Cumberland Caverns was formerly home to Bluegrass Underground, a monthly music event that took place in the cave's Volcano Room from 2008-2017. The event has become a nationally syndicated program airing on PBS in 2011. In recent years, Bluegrass Underground moved to The Caverns in Pelham, Tennessee. Some of the more notable singers to play during the Bluegrass Underground era were Vince Gill, Ralph Stanley, Ricky Skaggs, Darrell Scott, and Justin Townes Earle. The Silver Jews' final performance was in the Volcano Room in January 2009.

Now, the Volcano Room is home to Cumberland Caverns Live and hosts a variety of concerts and live music, including acts like Jefferson Starship, The Allman Betts Band, Sister Hazel, Kip Moore, Diamond Rio, and Deer Tick (band).

==Geology==
Cumberland Caverns formed in Mississippian Monteagle Limestone on Cardwell Mountain, a western offshoot of the Cumberland Plateau. The cave is home to stalagmites, stalactites, helictites, flowstone, cave pearls, botryoidal coral, gypsum flowers, needles, and pure white gypsum snow, as well as a variety of cave life.

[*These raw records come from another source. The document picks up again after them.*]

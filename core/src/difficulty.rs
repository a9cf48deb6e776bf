/// Difficulty / target arithmetic.
///
/// Targets are 256-bit unsigned integers held as big-endian byte arrays;
/// difficulty is a positive u64. All conversions are explicit long division
/// with saturation at the edges - no wraparound arithmetic anywhere.
use crate::hash::Hash;

/// Difficulty-1 target: every possible digest qualifies.
pub const MAX_TARGET: Hash = [0xff; 32];

/// floor((2^256 - 1) / difficulty), computed by base-256 long division over
/// the big-endian limbs. Difficulty 0 is treated as 1.
pub fn target_from_difficulty(difficulty: u64) -> Hash {
    let mut out = MAX_TARGET;
    if difficulty <= 1 {
        return out;
    }
    let div = difficulty as u128;
    let mut rem: u128 = 0;
    for byte in out.iter_mut() {
        let acc: u128 = (rem << 8) | (*byte as u128);
        *byte = (acc / div) as u8;
        rem = acc % div;
    }
    out
}

/// Big-endian numeric comparison: a digest wins when it is at or below the
/// target. Byte-array lexicographic order is exactly big-endian numeric order.
pub fn meets_target(hash: &Hash, target: &Hash) -> bool {
    hash <= target
}
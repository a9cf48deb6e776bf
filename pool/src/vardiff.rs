use std::time::Instant;

/// Deviation from the ideal window (ms) that does not trigger a retarget.
const HYSTERESIS_MS: f64 = 5_000.0;
/// A single step never acts on a window more than 4x off target either way.
const CLAMP_FACTOR: f64 = 4.0;

#[derive(Debug, Clone, Copy)]
pub struct RetargetConfig {
    /// Desired accepted shares per minute.
    pub shares_per_minute: u64,
    /// Pool/network difficulty ceiling.
    pub cap_difficulty: u64,
}

/// Per-connection vardiff window.
///
/// Only every `shares_per_minute`-th accepted submission is a retarget
/// decision point. The counter and clock reset exclusively when a job is
/// sent (`reset`), so consecutive in-band decision points keep measuring the
/// same window since the last job delivery.
#[derive(Debug, Clone)]
pub struct VarDiffState {
    cfg: RetargetConfig,
    submissions: u64,
    last_retarget: Instant,
}

impl VarDiffState {
    pub fn new(cfg: RetargetConfig) -> Self {
        Self {
            cfg,
            submissions: 0,
            last_retarget: Instant::now(),
        }
    }

    /// Called when a job is delivered: the miner starts it under its final
    /// effective difficulty, so the measurement window starts here too.
    pub fn reset(&mut self, now: Instant) {
        self.submissions = 0;
        self.last_retarget = now;
    }

    pub fn submissions(&self) -> u64 {
        self.submissions
    }

    /// Record one accepted submission.
    ///
    /// Returns `Some(new_difficulty)` when a retarget decision lands outside
    /// the hysteresis band and the clamped result differs from the current
    /// difficulty. The caller stages the value; it is applied on the next
    /// job send.
    pub fn on_submission(&mut self, now: Instant, current_difficulty: u64) -> Option<u64> {
        self.submissions += 1;
        let pm = self.cfg.shares_per_minute.max(1);
        if self.submissions % pm != 0 {
            return None;
        }

        let target_ms = (self.submissions as f64 / pm as f64) * 60_000.0;
        let elapsed_ms = now.saturating_duration_since(self.last_retarget).as_millis() as f64;
        let actual_ms = elapsed_ms.clamp(target_ms / CLAMP_FACTOR, target_ms * CLAMP_FACTOR);

        if (target_ms - actual_ms).abs() <= HYSTERESIS_MS {
            return None;
        }

        let cur = current_difficulty.max(1) as f64;
        let next = (cur * target_ms / actual_ms).round();
        let next = if next.is_finite() && next >= 1.0 {
            next as u64
        } else {
            1
        };
        let next = next.clamp(1, self.cfg.cap_difficulty.max(1));

        if next == current_difficulty {
            None
        } else {
            Some(next)
        }
    }
}
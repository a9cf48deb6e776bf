pub mod codec;
pub mod connection;
pub mod protocol;
pub mod server;

pub use connection::{Connection, ConnectionState};
pub use server::{ShareEvent, StratumServer};
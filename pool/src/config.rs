use serde::Deserialize;

/// Ban-score tuning. Weights are caller-assigned per failure mode so that
/// repeated minor violations accumulate toward a ban without a single small
/// mistake disconnecting anyone.
#[derive(Deserialize, Clone, Debug)]
#[serde(default)]
pub struct BanConfig {
    /// Score at which the connection is banned.
    pub threshold: f64,
    /// Half-life of the decaying score, in milliseconds.
    pub half_life_ms: u64,
    pub weight_parse: f64,
    pub weight_unknown_method: f64,
    pub weight_malformed: f64,
    pub weight_unknown_job: f64,
    pub weight_stale_job: f64,
    pub weight_duplicate: f64,
    pub weight_bad_proof: f64,
    pub weight_unauthorized: f64,
}

impl Default for BanConfig {
    fn default() -> Self {
        Self {
            threshold: 100.0,
            half_life_ms: 10_000,
            weight_parse: 5.0,
            weight_unknown_method: 5.0,
            weight_malformed: 20.0,
            weight_unknown_job: 15.0,
            weight_stale_job: 10.0,
            weight_duplicate: 25.0,
            weight_bad_proof: 20.0,
            weight_unauthorized: 30.0,
        }
    }
}

#[derive(Deserialize, Clone, Debug)]
#[serde(default)]
pub struct Config {
    /// Stratum listen address.
    pub host: String,
    pub port: u16,
    /// Address advertised in the HTTP probe redirect (`X-Stratum`).
    pub public_host: String,
    pub public_port: u16,
    pub max_connections: usize,
    /// Difficulty a connection starts at before vardiff has data.
    pub initial_difficulty: u64,
    /// Pool/network difficulty ceiling for vardiff.
    pub cap_difficulty: u64,
    /// Enables per-connection retargeting.
    pub dynamic_difficulty: bool,
    /// Vardiff target rate.
    pub shares_per_minute: u64,
    /// Worker password; empty means the pool is open.
    pub password: String,
    /// Longest accepted primary-nonce width in hex digits. The original
    /// check was deliberately loose, so the bound is policy, not protocol.
    pub max_nonce_hex: usize,
    pub node_rpc_url: String,
    pub template_poll_secs: u64,
    pub metrics_listen: String,
    pub ban: BanConfig,
}

impl Default for Config {
    fn default() -> Self {
        Self {
            host: "0.0.0.0".to_string(),
            port: 3333,
            public_host: "127.0.0.1".to_string(),
            public_port: 3333,
            max_connections: 10_000,
            initial_difficulty: 1_000,
            cap_difficulty: 1_000_000_000,
            dynamic_difficulty: true,
            shares_per_minute: 20,
            password: String::new(),
            max_nonce_hex: 16,
            node_rpc_url: "http://127.0.0.1:8444/jsonrpc".to_string(),
            template_poll_secs: 10,
            metrics_listen: "0.0.0.0:9100".to_string(),
            ban: BanConfig::default(),
        }
    }
}

impl Config {
    /// Defaults, then environment, then `pool_config.json` when present.
    pub fn load() -> Self {
        let mut cfg = Self::default();

        if let Ok(v) = std::env::var("VETRA_POOL_HOST") {
            cfg.host = v;
        }
        if let Ok(v) = std::env::var("VETRA_POOL_PORT") {
            cfg.port = v.parse().unwrap_or(cfg.port);
        }
        if let Ok(v) = std::env::var("VETRA_PUBLIC_HOST") {
            cfg.public_host = v;
        }
        if let Ok(v) = std::env::var("VETRA_PUBLIC_PORT") {
            cfg.public_port = v.parse().unwrap_or(cfg.public_port);
        }
        if let Ok(v) = std::env::var("VETRA_MAX_CONNECTIONS") {
            cfg.max_connections = v.parse().unwrap_or(cfg.max_connections);
        }
        if let Ok(v) = std::env::var("VETRA_INITIAL_DIFFICULTY") {
            cfg.initial_difficulty = v.parse().unwrap_or(cfg.initial_difficulty);
        }
        if let Ok(v) = std::env::var("VETRA_CAP_DIFFICULTY") {
            cfg.cap_difficulty = v.parse().unwrap_or(cfg.cap_difficulty);
        }
        if let Ok(v) = std::env::var("VETRA_DYNAMIC_DIFFICULTY") {
            cfg.dynamic_difficulty = v == "1" || v.eq_ignore_ascii_case("true");
        }
        if let Ok(v) = std::env::var("VETRA_SHARES_PER_MINUTE") {
            cfg.shares_per_minute = v.parse().unwrap_or(cfg.shares_per_minute);
        }
        if let Ok(v) = std::env::var("VETRA_POOL_PASSWORD") {
            cfg.password = v;
        }
        if let Ok(v) = std::env::var("VETRA_MAX_NONCE_HEX") {
            cfg.max_nonce_hex = v.parse().unwrap_or(cfg.max_nonce_hex);
        }
        if let Ok(v) = std::env::var("VETRA_NODE_RPC") {
            cfg.node_rpc_url = v;
        }
        if let Ok(v) = std::env::var("VETRA_POLL_SECS") {
            cfg.template_poll_secs = v.parse().unwrap_or(cfg.template_poll_secs);
        }
        if let Ok(v) = std::env::var("VETRA_POOL_METRICS") {
            cfg.metrics_listen = v;
        }

        if let Ok(txt) = std::fs::read_to_string("pool_config.json") {
            match serde_json::from_str::<Config>(&txt) {
                Ok(file_cfg) => cfg = file_cfg,
                Err(e) => eprintln!("failed to parse pool_config.json: {e}"),
            }
        }

        cfg.normalize()
    }

    /// Clamp nonsense values into the documented ranges.
    pub fn normalize(mut self) -> Self {
        self.initial_difficulty = self.initial_difficulty.max(1);
        self.cap_difficulty = self.cap_difficulty.max(self.initial_difficulty);
        self.shares_per_minute = self.shares_per_minute.max(1);
        if self.max_nonce_hex == 0 || self.max_nonce_hex % 2 != 0 {
            self.max_nonce_hex = 16;
        }
        if self.template_poll_secs == 0 {
            self.template_poll_secs = 10;
        }
        self
    }
}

Areas of interest within the cave include:
- The "Volcano Room," where many of the cave's commercial events are hosted.
- "Monument Pillar," a large column considered by many to be one of the most beautiful single speleothems in Tennessee caving.
- A passageway known as "the Dragon's Back" due to its winding spine-like walkways of anthropogenic mud knobs.
- The "Lemon Squeeze," so named because its widest point is only 11 in.
- "Bubblegum Alley," a passageway with standing water and very sticky mud.
- "The Hall of the Mountain King," whose dimensions (nearly 2 football fields in length) make it the largest in the cave.
- The "Saltpeter Room," where the ruins of a Civil War era Confederate saltpeter mine lay intact.